If a line in the records below contains "MediatedTransfer", copy that line.

* Dataset entries *
━━━━

//! Merkle tree over the hashes of one party's locks.
//!
//! Both parties rebuild each other's tree independently and compare roots,
//! so the construction has to be fully deterministic:
//!
//! - leaves are lock hashes sorted ascending by raw bytes
//! - an empty tree has root [`EMPTY_HASH`]
//! - a single leaf is its own root
//! - parents are `sha256(left || right)`; an odd trailing node pairs with itself

use crate::error::{LedgerError, LedgerResult};
use crate::lock::Lock;
use crate::Hash;
use payledger_crypto::sha256_multi;

/// Root of an empty lock tree: `sha256("")`.
pub const EMPTY_HASH: Hash = [
    0xe3, 0xb0, 0xc4, 0x42, 0x98, 0xfc, 0x1c, 0x14, 0x9a, 0xfb, 0xf4, 0xc8, 0x99, 0x6f, 0xb9, 0x24,
    0x27, 0xae, 0x41, 0xe4, 0x64, 0x9b, 0x93, 0x4c, 0xa4, 0x95, 0x99, 0x1b, 0x78, 0x52, 0xb8, 0x55,
];

/// Compute the Merkle root of already-sorted leaves.
pub fn merkle_root(leaves: &[Hash]) -> Hash {
    match leaves {
        [] => EMPTY_HASH,
        [leaf] => *leaf,
        _ => {
            let mut level: Vec<Hash> = leaves.to_vec();
            while level.len() > 1 {
                level = level
                    .chunks(2)
                    .map(|pair| {
                        let left = &pair[0];
                        let right = pair.get(1).unwrap_or(left);
                        sha256_multi(&[left, right])
                    })
                    .collect();
            }
            level[0]
        }
    }
}

/// Ordered set of lock hashes with a cached root.
#[derive(Debug, Clone, PartialEq, Eq)]
pub struct LockTree {
    leaves: Vec<Hash>,
    root: Hash,
}

impl LockTree {
    /// Create an empty tree.
    pub fn new() -> Self {
        Self {
            leaves: Vec::new(),
            root: EMPTY_HASH,
        }
    }

    /// Insert a lock.
    pub fn add_lock(&mut self, lock: &Lock) -> LedgerResult<()> {
        let lock_hash = lock.lock_hash();
        match self.leaves.binary_search(&lock_hash) {
            Ok(_) => Err(LedgerError::DuplicateLock { lock_hash }),
            Err(pos) => {
                self.leaves.insert(pos, lock_hash);
                self.root = merkle_root(&self.leaves);
                Ok(())
            }
        }
    }

    /// Remove a lock.
    pub fn remove_lock(&mut self, lock: &Lock) -> LedgerResult<()> {
        let lock_hash = lock.lock_hash();
        match self.leaves.binary_search(&lock_hash) {
            Ok(pos) => {
                self.leaves.remove(pos);
                self.root = merkle_root(&self.leaves);
                Ok(())
            }
            Err(_) => Err(LedgerError::UnknownLock { lock_hash }),
        }
    }

    /// Current root.
    pub fn merkle_root(&self) -> Hash {
        self.root
    }

    /// Root the tree would have with `lock` added. Does not modify the tree.
    pub fn compute_root_with(&self, lock: &Lock) -> LedgerResult<Hash> {
        let lock_hash = lock.lock_hash();
        match self.leaves.binary_search(&lock_hash) {
            Ok(_) => Err(LedgerError::DuplicateLock { lock_hash }),
            Err(pos) => {
                let mut leaves = self.leaves.clone();
                leaves.insert(pos, lock_hash);
                Ok(merkle_root(&leaves))
            }
        }
    }

    /// Root the tree would have with `lock` removed. Does not modify the tree.
    pub fn compute_root_without(&self, lock: &Lock) -> LedgerResult<Hash> {
        let lock_hash = lock.lock_hash();
        match self.leaves.binary_search(&lock_hash) {
            Ok(pos) => {
                let mut leaves = self.leaves.clone();
                leaves.remove(pos);
                Ok(merkle_root(&leaves))
            }
            Err(_) => Err(LedgerError::UnknownLock { lock_hash }),
        }
    }

    pub fn contains(&self, lock: &Lock) -> bool {
        self.leaves.binary_search(&lock.lock_hash()).is_ok()
    }

    pub fn len(&self) -> usize {
        self.leaves.len()
    }

    pub fn is_empty(&self) -> bool {
        self.leaves.is_empty()
    }
}

impl Default for LockTree {
    fn default() -> Self {
        Self::new()
    }
}

#[cfg(test)]
mod tests {
    use super::*;
    use payledger_crypto::sha256;

    fn lock(n: u8) -> Lock {
        Lock::new(n as u128 * 10, sha256(&[n]), 100 + n as u64)
    }

    #[test]
    fn test_empty_tree() {
        let tree = LockTree::new();

        assert_eq!(EMPTY_HASH, sha256(&[]));
        assert_eq!(tree.merkle_root(), EMPTY_HASH);
        assert!(tree.is_empty());
    }

    #[test]
    fn test_single_leaf_is_root() {
        let mut tree = LockTree::new();
        let l = lock(1);
        tree.add_lock(&l).unwrap();

        assert_eq!(tree.merkle_root(), l.lock_hash());
    }

    #[test]
    fn test_two_leaves_sorted() {
        let (a, b) = (lock(1), lock(2));
        let mut tree = LockTree::new();
        tree.add_lock(&a).unwrap();
        tree.add_lock(&b).unwrap();

        let (lo, hi) = if a.lock_hash() < b.lock_hash() {
            (a.lock_hash(), b.lock_hash())
        } else {
            (b.lock_hash(), a.lock_hash())
        };
        assert_eq!(tree.merkle_root(), sha256_multi(&[&lo, &hi]));
    }

    #[test]
    fn test_odd_node_pairs_with_itself() {
        let mut leaves: Vec<Hash> = (1..=3).map(|n| lock(n).lock_hash()).collect();
        leaves.sort();

        let left = sha256_multi(&[&leaves[0], &leaves[1]]);
        let right = sha256_multi(&[&leaves[2], &leaves[2]]);
        assert_eq!(merkle_root(&leaves), sha256_multi(&[&left, &right]));
    }

    #[test]
    fn test_insertion_order_does_not_matter() {
        let mut forward = LockTree::new();
        let mut backward = LockTree::new();
        for n in 1..=5 {
            forward.add_lock(&lock(n)).unwrap();
        }
        for n in (1..=5).rev() {
            backward.add_lock(&lock(n)).unwrap();
        }

        assert_eq!(forward.merkle_root(), backward.merkle_root());
        assert_eq!(forward, backward);
    }

    #[test]
    fn test_add_then_remove_returns_to_empty() {
        let mut tree = LockTree::new();
        let l = lock(7);

        tree.add_lock(&l).unwrap();
        assert!(tree.contains(&l));
        assert_ne!(tree.merkle_root(), EMPTY_HASH);

        tree.remove_lock(&l).unwrap();
        assert_eq!(tree.merkle_root(), EMPTY_HASH);
        assert!(tree.is_empty());
    }

    #[test]
    fn test_duplicate_and_unknown_locks() {
        let mut tree = LockTree::new();
        let l = lock(3);
        tree.add_lock(&l).unwrap();

        match tree.add_lock(&l) {
            Err(LedgerError::DuplicateLock { lock_hash }) => assert_eq!(lock_hash, l.lock_hash()),
            other => panic!("Expected DuplicateLock, got {:?}", other),
        }
        match tree.remove_lock(&lock(4)) {
            Err(LedgerError::UnknownLock { .. }) => {}
            other => panic!("Expected UnknownLock, got {:?}", other),
        }
        assert_eq!(tree.len(), 1);
    }

    #[test]
    fn test_projections_leave_tree_untouched() {
        let mut tree = LockTree::new();
        tree.add_lock(&lock(1)).unwrap();
        let before = tree.clone();

        let with = tree.compute_root_with(&lock(2)).unwrap();
        let without = tree.compute_root_without(&lock(1)).unwrap();
        assert_eq!(tree, before);
        assert_eq!(without, EMPTY_HASH);

        tree.add_lock(&lock(2)).unwrap();
        assert_eq!(tree.merkle_root(), with);

        assert!(tree.compute_root_with(&lock(2)).is_err());
        assert!(tree.compute_root_without(&lock(9)).is_err());
    }
}
//! One participant's half of the channel ledger.
//!
//! A [`ChannelEndState`] tracks what a single participant has deposited,
//! sent and locked. It only changes through the `register_*` methods, each
//! of which validates a balance proof completely before touching any field:
//! a rejected message leaves the end-state exactly as it was.
//!
//! # Lock bookkeeping
//!
//! Locks live in one of two sets, and in the Merkle tree while in either:
//!
//! - **pending**: the secret is unknown
//! - **unclaimed**: the secret is known locally, but the sender has not yet
//!   signed a balance proof that removes the lock
//!
//! Only a [`SecretMessage`] moves value out of the lock and into
//! `transferred_amount`.

use crate::error::{LedgerError, LedgerResult};
use crate::lock::{hash_secret, Lock};
use crate::messages::{DirectTransfer, MediatedTransfer, SecretMessage};
use crate::tree::LockTree;
use crate::{Address, Hash};
use std::collections::HashMap;

/// A lock whose secret has been revealed but whose value is not settled yet.
#[derive(Debug, Clone, PartialEq, Eq)]
pub struct UnclaimedLock {
    pub lock: Lock,
    pub secret: [u8; 32],
}

/// Ledger state of one channel participant.
#[derive(Debug, Clone, PartialEq, Eq)]
pub struct ChannelEndState {
    address: Address,
    /// On-chain deposit.
    contract_balance: u128,
    /// Total value this participant has sent, ever.
    transferred_amount: u128,
    /// Nonce of the last accepted balance proof, 0 before the first one.
    nonce: u64,
    pending_locks: HashMap<Hash, Lock>,
    unclaimed_locks: HashMap<Hash, UnclaimedLock>,
    tree: LockTree,
}

impl ChannelEndState {
    /// Create the end-state at channel open.
    pub fn new(address: Address, contract_balance: u128) -> Self {
        Self {
            address,
            contract_balance,
            transferred_amount: 0,
            nonce: 0,
            pending_locks: HashMap::new(),
            unclaimed_locks: HashMap::new(),
            tree: LockTree::new(),
        }
    }

    pub fn address(&self) -> Address {
        self.address
    }

    pub fn contract_balance(&self) -> u128 {
        self.contract_balance
    }

    pub fn transferred_amount(&self) -> u128 {
        self.transferred_amount
    }

    pub fn nonce(&self) -> u64 {
        self.nonce
    }

    pub fn next_nonce(&self) -> u64 {
        self.nonce + 1
    }

    /// Settled value held by this participant, before subtracting locks.
    ///
    /// `contract_balance - transferred_amount + other.transferred_amount`
    pub fn balance(&self, other: &ChannelEndState) -> u128 {
        self.contract_balance
            .saturating_add(other.transferred_amount)
            .saturating_sub(self.transferred_amount)
    }

    /// Value this participant may still commit to new transfers.
    pub fn distributable(&self, other: &ChannelEndState) -> u128 {
        self.balance(other).saturating_sub(self.amount_locked())
    }

    /// Total value held in locks, pending or unclaimed.
    pub fn amount_locked(&self) -> u128 {
        let pending: u128 = self.pending_locks.values().map(|lock| lock.amount).sum();
        let unclaimed: u128 = self.unclaimed_locks.values().map(|u| u.lock.amount).sum();
        pending + unclaimed
    }

    /// True if a lock with this hashlock is waiting for its secret.
    pub fn is_locked(&self, hashlock: &Hash) -> bool {
        self.pending_locks.contains_key(hashlock)
    }

    /// True if a lock with this hashlock is held at all.
    pub fn is_known(&self, hashlock: &Hash) -> bool {
        self.pending_locks.contains_key(hashlock) || self.unclaimed_locks.contains_key(hashlock)
    }

    /// Look up a held lock by hashlock.
    pub fn get_lock(&self, hashlock: &Hash) -> Option<&Lock> {
        self.pending_locks
            .get(hashlock)
            .or_else(|| self.unclaimed_locks.get(hashlock).map(|u| &u.lock))
    }

    pub fn unclaimed_locks(&self) -> impl Iterator<Item = &UnclaimedLock> {
        self.unclaimed_locks.values()
    }

    pub fn merkle_root(&self) -> Hash {
        self.tree.merkle_root()
    }

    pub fn compute_root_with(&self, lock: &Lock) -> LedgerResult<Hash> {
        self.tree.compute_root_with(lock)
    }

    pub fn compute_root_without(&self, lock: &Lock) -> LedgerResult<Hash> {
        self.tree.compute_root_without(lock)
    }

    /// Record a newer on-chain deposit.
    pub fn update_contract_balance(&mut self, contract_balance: u128) -> LedgerResult<()> {
        if contract_balance < self.contract_balance {
            return Err(LedgerError::BalanceDecrease {
                current: self.contract_balance,
                requested: contract_balance,
            });
        }
        self.contract_balance = contract_balance;
        Ok(())
    }

    fn check_nonce(&self, nonce: u64) -> LedgerResult<()> {
        if nonce != self.next_nonce() {
            return Err(LedgerError::InvalidNonce {
                expected: self.next_nonce(),
                actual: nonce,
            });
        }
        Ok(())
    }

    fn check_transferred_increase(&self, transferred_amount: u128) -> LedgerResult<()> {
        if transferred_amount < self.transferred_amount {
            return Err(LedgerError::TransferAmountDecrease {
                current: self.transferred_amount,
                received: transferred_amount,
            });
        }
        Ok(())
    }

    /// Check that sending `transferred_amount` in total while holding
    /// `amount_locked` stays within this participant's funds.
    fn check_spendable(
        &self,
        other: &ChannelEndState,
        transferred_amount: u128,
        amount_locked: u128,
    ) -> LedgerResult<()> {
        let funds = self.contract_balance.saturating_add(other.transferred_amount);
        let committed = transferred_amount.saturating_add(amount_locked);
        if committed > funds {
            let already = self.transferred_amount.saturating_add(self.amount_locked());
            return Err(LedgerError::InsufficientBalance {
                available: self.distributable(other),
                required: committed.saturating_sub(already),
            });
        }
        Ok(())
    }

    /// Apply a direct transfer signed by this participant.
    pub fn register_direct_transfer(
        &mut self,
        transfer: &DirectTransfer,
        other: &ChannelEndState,
    ) -> LedgerResult<()> {
        self.check_nonce(transfer.nonce)?;
        if transfer.locksroot != self.merkle_root() {
            return Err(LedgerError::LocksrootMismatch {
                expected: self.merkle_root(),
                actual: transfer.locksroot,
            });
        }
        self.check_transferred_increase(transfer.transferred_amount)?;
        self.check_spendable(other, transfer.transferred_amount, self.amount_locked())?;

        self.transferred_amount = transfer.transferred_amount;
        self.nonce = transfer.nonce;
        Ok(())
    }

    /// Apply a mediated transfer signed by this participant, adding its lock.
    pub fn register_locked_transfer(
        &mut self,
        transfer: &MediatedTransfer,
        other: &ChannelEndState,
    ) -> LedgerResult<()> {
        let lock = transfer.lock;

        self.check_nonce(transfer.nonce)?;
        if self.is_known(&lock.hashlock) {
            return Err(LedgerError::DuplicateLock {
                lock_hash: lock.lock_hash(),
            });
        }
        let expected_root = self.compute_root_with(&lock)?;
        if transfer.locksroot != expected_root {
            return Err(LedgerError::LocksrootMismatch {
                expected: expected_root,
                actual: transfer.locksroot,
            });
        }
        self.check_transferred_increase(transfer.transferred_amount)?;
        self.check_spendable(
            other,
            transfer.transferred_amount,
            self.amount_locked().saturating_add(lock.amount),
        )?;

        self.tree.add_lock(&lock)?;
        self.pending_locks.insert(lock.hashlock, lock);
        self.transferred_amount = transfer.transferred_amount;
        self.nonce = transfer.nonce;
        Ok(())
    }

    /// Record that `secret` is known without moving any value.
    ///
    /// Returns `true` if this revealed a pending lock and `false` if the lock
    /// was already unclaimed.
    pub fn register_secret(&mut self, secret: &[u8; 32]) -> LedgerResult<bool> {
        let hashlock = hash_secret(secret);
        if self.unclaimed_locks.contains_key(&hashlock) {
            return Ok(false);
        }
        match self.pending_locks.remove(&hashlock) {
            Some(lock) => {
                self.unclaimed_locks.insert(
                    hashlock,
                    UnclaimedLock {
                        lock,
                        secret: *secret,
                    },
                );
                Ok(true)
            }
            None => Err(LedgerError::NoMatchingLock { hashlock }),
        }
    }

    /// Apply a secret message signed by this participant, settling the lock.
    pub fn register_secret_message(&mut self, message: &SecretMessage) -> LedgerResult<()> {
        let hashlock = message.hashlock();
        let lock = *self
            .get_lock(&hashlock)
            .ok_or(LedgerError::NoMatchingLock { hashlock })?;

        self.check_nonce(message.nonce)?;
        let expected_root = self.compute_root_without(&lock)?;
        if message.locksroot != expected_root {
            return Err(LedgerError::LocksrootMismatch {
                expected: expected_root,
                actual: message.locksroot,
            });
        }
        let expected_amount = self.transferred_amount.saturating_add(lock.amount);
        if message.transferred_amount != expected_amount {
            return Err(LedgerError::TransferAmountMismatch {
                expected: expected_amount,
                actual: message.transferred_amount,
            });
        }

        self.tree.remove_lock(&lock)?;
        self.pending_locks.remove(&hashlock);
        self.unclaimed_locks.remove(&hashlock);
        self.transferred_amount = expected_amount;
        self.nonce = message.nonce;
        Ok(())
    }
}
//! Error types for the channel ledger.
//!
//! Every rejection is returned to the caller; none is fatal. A call that
//! returns an error has not changed either end-state.

use crate::{Address, Hash};
use thiserror::Error;

/// Errors that can occur while creating or registering channel messages.
#[derive(Debug, Clone, PartialEq, Eq, Error)]
pub enum LedgerError {
    /// Reveal/settle timeouts do not satisfy `0 < reveal < settle`.
    #[error("Invalid timeouts: reveal {reveal_timeout}, settle {settle_timeout}")]
    InvalidTimeout {
        reveal_timeout: u64,
        settle_timeout: u64,
    },

    /// Transfer amount must be positive.
    #[error("Invalid amount: {0}")]
    InvalidAmount(u128),

    /// Amount exceeds what the sender may still distribute.
    #[error("Insufficient balance: have {available}, need {required}")]
    InsufficientBalance { available: u128, required: u128 },

    /// On-chain deposits can only grow.
    #[error("Contract balance cannot decrease: current {current}, requested {requested}")]
    BalanceDecrease { current: u128, requested: u128 },

    /// Nonce must be exactly one above the last accepted nonce.
    #[error("Invalid nonce: expected {expected}, got {actual}")]
    InvalidNonce { expected: u64, actual: u64 },

    /// Locksroot in the message disagrees with the locally computed root.
    #[error(
        "Locksroot mismatch: expected {}, got {}",
        hex::encode(.expected),
        hex::encode(.actual)
    )]
    LocksrootMismatch { expected: Hash, actual: Hash },

    /// No pending or unclaimed lock commits to this hashlock.
    #[error("No lock matches hashlock {}", hex::encode(.hashlock))]
    NoMatchingLock { hashlock: Hash },

    /// The lock, or another lock with the same hashlock, is already held.
    #[error("Duplicate lock {}", hex::encode(.lock_hash))]
    DuplicateLock { lock_hash: Hash },

    /// The lock is not in the tree.
    #[error("Unknown lock {}", hex::encode(.lock_hash))]
    UnknownLock { lock_hash: Hash },

    /// Message was signed by someone who is not a channel participant,
    /// or by the wrong participant for this message.
    #[error("Invalid sender {}", hex::encode(.sender))]
    InvalidSender { sender: Address },

    /// Signature is malformed or does not match the claimed sender.
    #[error("Invalid signature: {0}")]
    InvalidSignature(String),

    /// Channel is in the wrong lifecycle state for the operation.
    #[error("Invalid channel state: expected {expected}, got {actual}")]
    InvalidState {
        expected: &'static str,
        actual: String,
    },

    /// Message targets a different channel.
    #[error(
        "Channel mismatch: expected {}, got {}",
        hex::encode(.expected),
        hex::encode(.actual)
    )]
    ChannelMismatch { expected: Address, actual: Address },

    /// Message names a different token.
    #[error(
        "Token mismatch: expected {}, got {}",
        hex::encode(.expected),
        hex::encode(.actual)
    )]
    TokenMismatch { expected: Address, actual: Address },

    /// Message recipient is not the other participant.
    #[error(
        "Invalid recipient: expected {}, got {}",
        hex::encode(.expected),
        hex::encode(.actual)
    )]
    InvalidRecipient { expected: Address, actual: Address },

    /// Address is not one of the two participants.
    #[error("Address {} is not a channel participant", hex::encode(.address))]
    NotParticipant { address: Address },

    /// Lock expiration lies outside the accepted window.
    #[error("Invalid lock expiration {expiration}, limit {limit}")]
    InvalidLockExpiration { expiration: u64, limit: u64 },

    /// Transferred amount went backwards.
    #[error("Transferred amount cannot decrease: current {current}, received {received}")]
    TransferAmountDecrease { current: u128, received: u128 },

    /// Transferred amount does not match the value being unlocked.
    #[error("Transferred amount mismatch: expected {expected}, got {actual}")]
    TransferAmountMismatch { expected: u128, actual: u128 },
}

/// Result type for ledger operations.
pub type LedgerResult<T> = Result<T, LedgerError>;

#[cfg(test)]
mod tests {
    use super::*;

    #[test]
    fn test_insufficient_balance_display() {
        let err = LedgerError::InsufficientBalance {
            available: 40,
            required: 70,
        };
        assert!(err.to_string().contains("40"));
        assert!(err.to_string().contains("70"));
    }

    #[test]
    fn test_invalid_nonce_display() {
        let err = LedgerError::InvalidNonce {
            expected: 5,
            actual: 3,
        };
        assert_eq!(err.to_string(), "Invalid nonce: expected 5, got 3");
    }

    #[test]
    fn test_hashes_render_as_hex() {
        let err = LedgerError::NoMatchingLock {
            hashlock: [0xab; 32],
        };
        assert!(err.to_string().contains(&"ab".repeat(32)));

        let err = LedgerError::LocksrootMismatch {
            expected: [0x01; 32],
            actual: [0x02; 32],
        };
        let rendered = err.to_string();
        assert!(rendered.contains(&"01".repeat(32)));
        assert!(rendered.contains(&"02".repeat(32)));
    }
}
//! Cryptographic collaborators for the payledger channel core.
//!
//! The ledger itself never touches key material directly. It consumes two
//! narrow capabilities from this crate:
//!
//! - **SHA256**: lock identity hashes, hashlocks and Merkle node hashing
//! - **Ed25519**: signing balance-proof messages and checking who signed them
//!
//! Channel participants are addressed by their 32-byte Ed25519 public key, so
//! verifying a signature against the key carried in a message envelope is all
//! that "recovering" a sender takes.
//!
//! # Example
//!
//! ```
//! use payledger_crypto::{random_bytes_32, sha256, verify_signature, Ed25519Keypair};
//!
//! let payer = Ed25519Keypair::generate();
//!
//! // A secret and the hashlock that commits to it
//! let secret = random_bytes_32();
//! let hashlock = sha256(&secret);
//!
//! let signature = payer.sign(&hashlock);
//! assert!(verify_signature(&payer.public_key, &hashlock, &signature).is_ok());
//! ```

pub mod ed25519;
pub mod sha256;

pub use ed25519::{verify_signature, Ed25519Error, Ed25519Keypair};
pub use sha256::{sha256, sha256_multi};

/// Generate a cryptographically secure random 32-byte array.
///
/// Used for lock secrets; the hashlock of a secret is `sha256(secret)`.
pub fn random_bytes_32() -> [u8; 32] {
    use rand::RngCore;
    let mut bytes = [0u8; 32];
    rand::thread_rng().fill_bytes(&mut bytes);
    bytes
}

━━━━

* Solution to the problem *
use crate::messages::{DirectTransfer, MediatedTransfer, SecretMessage};
        transfer: &MediatedTransfer,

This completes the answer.